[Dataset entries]
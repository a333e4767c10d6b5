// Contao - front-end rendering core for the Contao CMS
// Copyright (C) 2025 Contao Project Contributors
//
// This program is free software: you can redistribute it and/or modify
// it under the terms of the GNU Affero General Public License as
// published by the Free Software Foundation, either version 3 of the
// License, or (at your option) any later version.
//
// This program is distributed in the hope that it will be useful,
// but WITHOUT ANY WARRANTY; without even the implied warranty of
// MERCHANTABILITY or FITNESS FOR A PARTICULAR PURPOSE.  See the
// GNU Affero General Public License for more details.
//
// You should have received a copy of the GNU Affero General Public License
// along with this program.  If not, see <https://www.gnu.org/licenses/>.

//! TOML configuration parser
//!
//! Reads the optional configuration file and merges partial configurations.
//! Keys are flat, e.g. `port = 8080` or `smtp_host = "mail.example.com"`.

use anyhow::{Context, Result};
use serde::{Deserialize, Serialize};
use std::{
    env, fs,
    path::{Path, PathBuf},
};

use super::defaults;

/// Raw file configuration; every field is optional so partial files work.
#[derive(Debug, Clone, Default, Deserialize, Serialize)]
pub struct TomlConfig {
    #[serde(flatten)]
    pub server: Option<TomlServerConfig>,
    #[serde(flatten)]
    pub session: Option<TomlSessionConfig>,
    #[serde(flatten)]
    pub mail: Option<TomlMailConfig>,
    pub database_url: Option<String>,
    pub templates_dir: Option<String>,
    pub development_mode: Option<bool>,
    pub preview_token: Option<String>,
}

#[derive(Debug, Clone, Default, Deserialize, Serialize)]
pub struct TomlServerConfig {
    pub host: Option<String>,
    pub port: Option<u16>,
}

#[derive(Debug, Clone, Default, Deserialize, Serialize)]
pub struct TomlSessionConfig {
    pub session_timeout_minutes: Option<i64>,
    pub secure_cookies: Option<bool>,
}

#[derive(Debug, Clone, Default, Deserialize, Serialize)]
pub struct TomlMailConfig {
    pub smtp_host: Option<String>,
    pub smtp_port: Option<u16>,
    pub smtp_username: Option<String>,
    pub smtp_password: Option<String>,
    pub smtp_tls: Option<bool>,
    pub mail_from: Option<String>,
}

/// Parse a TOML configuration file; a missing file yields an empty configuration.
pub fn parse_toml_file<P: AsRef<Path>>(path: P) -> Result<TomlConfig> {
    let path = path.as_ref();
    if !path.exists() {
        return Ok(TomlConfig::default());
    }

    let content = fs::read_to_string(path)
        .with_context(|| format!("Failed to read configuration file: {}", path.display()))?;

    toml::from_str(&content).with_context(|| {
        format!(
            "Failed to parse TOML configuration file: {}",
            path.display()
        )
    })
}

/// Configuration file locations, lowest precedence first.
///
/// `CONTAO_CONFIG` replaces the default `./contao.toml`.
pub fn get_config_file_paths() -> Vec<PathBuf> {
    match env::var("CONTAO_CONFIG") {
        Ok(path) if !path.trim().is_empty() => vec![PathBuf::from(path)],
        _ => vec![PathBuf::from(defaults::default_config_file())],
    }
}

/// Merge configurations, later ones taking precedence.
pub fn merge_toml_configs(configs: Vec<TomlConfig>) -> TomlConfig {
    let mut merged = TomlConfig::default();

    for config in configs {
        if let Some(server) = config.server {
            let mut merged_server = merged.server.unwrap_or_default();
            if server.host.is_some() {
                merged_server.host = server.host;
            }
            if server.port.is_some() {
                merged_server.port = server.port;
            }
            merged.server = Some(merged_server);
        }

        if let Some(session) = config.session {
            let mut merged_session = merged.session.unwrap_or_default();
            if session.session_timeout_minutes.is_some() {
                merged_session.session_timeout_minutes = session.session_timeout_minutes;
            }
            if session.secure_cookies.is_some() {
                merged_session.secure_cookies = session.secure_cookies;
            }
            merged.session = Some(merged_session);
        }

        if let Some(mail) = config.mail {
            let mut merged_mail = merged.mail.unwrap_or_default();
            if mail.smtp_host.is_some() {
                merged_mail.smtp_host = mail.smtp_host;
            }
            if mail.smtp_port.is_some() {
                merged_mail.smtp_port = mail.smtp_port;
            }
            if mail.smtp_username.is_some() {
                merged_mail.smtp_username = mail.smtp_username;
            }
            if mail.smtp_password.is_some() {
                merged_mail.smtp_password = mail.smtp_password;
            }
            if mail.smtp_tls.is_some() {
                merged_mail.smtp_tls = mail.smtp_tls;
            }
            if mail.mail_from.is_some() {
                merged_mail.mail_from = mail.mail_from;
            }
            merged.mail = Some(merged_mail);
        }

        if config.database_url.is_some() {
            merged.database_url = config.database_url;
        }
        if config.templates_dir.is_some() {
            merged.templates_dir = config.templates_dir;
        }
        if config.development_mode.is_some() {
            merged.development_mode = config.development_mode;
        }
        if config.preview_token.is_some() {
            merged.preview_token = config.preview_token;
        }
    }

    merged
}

TASK DIRECTIONS :: Extract every line above that contains the word "configs".

TASK OUTPUT ::
pub fn merge_toml_configs(configs: Vec<TomlConfig>) -> TomlConfig {
    for config in configs {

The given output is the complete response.